Jusqu’à jeudi, Fritzner Decimus a entendu sa femme, coincée sous une énorme dalle de béton effondrée de leur maison, l’appeler à l’aide. Vendredi, plus rien. Samedi, l’attente. Jusqu’en fin de matinée, lorsqu’il a vu une voiture chargée de Blancs avec des casques de pompiers et des chiens. Il a envoyé son beau-frère les rattraper. Une demi-douzaine de Français, qui passaient par là en mission de reconnaissance dans le quartier Sainte-Marie, de la commune de Canapé-Vert.

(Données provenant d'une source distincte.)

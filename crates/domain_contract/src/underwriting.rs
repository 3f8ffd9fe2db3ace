//! Underwriting rules applied at issuance
//!
//! Rules decide whether a premium is high enough for the risk and derive the
//! coverage amount. Ratios are exact decimals.
//!
//! | Rule | Default |
//! |------|---------|
//! | annual vehicle premium / vehicle value | at least 0.02 |
//! | vehicle coverage / vehicle value | 0.5, truncated |
//! | annual travel premium per insured person | at least 5 |
//! | travel coverage per insured person | 10 |

use rust_decimal::Decimal;
use rust_decimal_macros::dec;
use serde::{Deserialize, Serialize};

use core_kernel::money::{ensure_positive, ensure_unit_ratio, meets_ratio, scaled_truncated};
use core_kernel::Amount;
use domain_party::Vehicle;
use crate::error::ContractError;
use crate::frequency::PremiumFrequency;
use crate::schedule::annual_premium;

/// Issuance thresholds and coverage derivation
#[derive(Debug, Clone, PartialEq, Eq, Serialize, Deserialize)]
#[serde(default)]
pub struct UnderwritingRules {
    /// Minimum annual premium as a share of the vehicle's original value
    pub min_vehicle_premium_ratio: Decimal,
    /// Coverage as a share of the vehicle's original value
    pub vehicle_coverage_ratio: Decimal,
    /// Minimum annual premium per insured traveller
    pub travel_min_annual_premium_per_person: Amount,
    /// Coverage per insured traveller
    pub travel_coverage_per_person: Amount,
}

impl Default for UnderwritingRules {
    fn default() -> Self {
        Self {
            min_vehicle_premium_ratio: dec!(0.02),
            vehicle_coverage_ratio: dec!(0.5),
            travel_min_annual_premium_per_person: 5,
            travel_coverage_per_person: 10,
        }
    }
}

impl UnderwritingRules {
    /// Checks that ratios lie in `[0, 1]` and per-person amounts are non-negative
    pub fn validate(&self) -> Result<(), ContractError> {
        ensure_unit_ratio(self.min_vehicle_premium_ratio)?;
        ensure_unit_ratio(self.vehicle_coverage_ratio)?;
        if self.travel_min_annual_premium_per_person < 0 || self.travel_coverage_per_person < 0 {
            return Err(ContractError::validation(
                "Travel per-person amounts must be non-negative",
            ));
        }
        Ok(())
    }

    /// Underwrites a vehicle and returns the coverage amount
    ///
    /// # Errors
    ///
    /// Returns `ContractError::Validation` if the premium is not positive or
    /// its annual equivalent is below the required share of the vehicle value
    pub fn vehicle_coverage(
        &self,
        premium: Amount,
        frequency: PremiumFrequency,
        vehicle: &Vehicle,
    ) -> Result<Amount, ContractError> {
        ensure_positive(premium, "Premium")?;
        let annual = annual_premium(premium, frequency)?;
        if !meets_ratio(annual, vehicle.original_value, self.min_vehicle_premium_ratio)? {
            return Err(ContractError::validation(format!(
                "Annual premium {} is below {} of vehicle value {}",
                annual, self.min_vehicle_premium_ratio, vehicle.original_value
            )));
        }
        Ok(scaled_truncated(vehicle.original_value, self.vehicle_coverage_ratio)?)
    }

    /// Underwrites a group of travellers and returns the coverage amount
    ///
    /// # Errors
    ///
    /// Returns `ContractError::Validation` if there are no persons, the
    /// premium is not positive, or the annual premium is below the per-person
    /// minimum
    pub fn travel_coverage(
        &self,
        premium: Amount,
        frequency: PremiumFrequency,
        persons: usize,
    ) -> Result<Amount, ContractError> {
        ensure_positive(premium, "Premium")?;
        if persons == 0 {
            return Err(ContractError::validation("Insured persons cannot be empty"));
        }
        let persons = Amount::try_from(persons)
            .map_err(|_| ContractError::validation("Too many insured persons"))?;

        let annual = annual_premium(premium, frequency)?;
        let minimum = persons
            .checked_mul(self.travel_min_annual_premium_per_person)
            .ok_or_else(|| ContractError::validation("Minimum premium overflow"))?;
        if annual < minimum {
            return Err(ContractError::validation(format!(
                "Annual premium {} is below the minimum {} for {} persons",
                annual, minimum, persons
            )));
        }

        persons
            .checked_mul(self.travel_coverage_per_person)
            .ok_or_else(|| ContractError::validation("Coverage overflow"))
    }
}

Personne n’était encore passé là-haut, dans ce vallon boisé aux pentes abruptes. Depuis la crête, il y a l’une des plus belles vues sur la baie de Port-au-Prince : le bleu du ciel, le vert tendre des arbres et la ville qui descend voluptueusement vers la mer. De là, on ne distingue pas l’ampleur des destructions… Les secouristes français, des sapeurs-pompiers professionnels venus de Lyon et de Nice par leurs propres moyens, ont ausculté le bâtiment au vibrascope. Rien à faire, pas âme qui vive.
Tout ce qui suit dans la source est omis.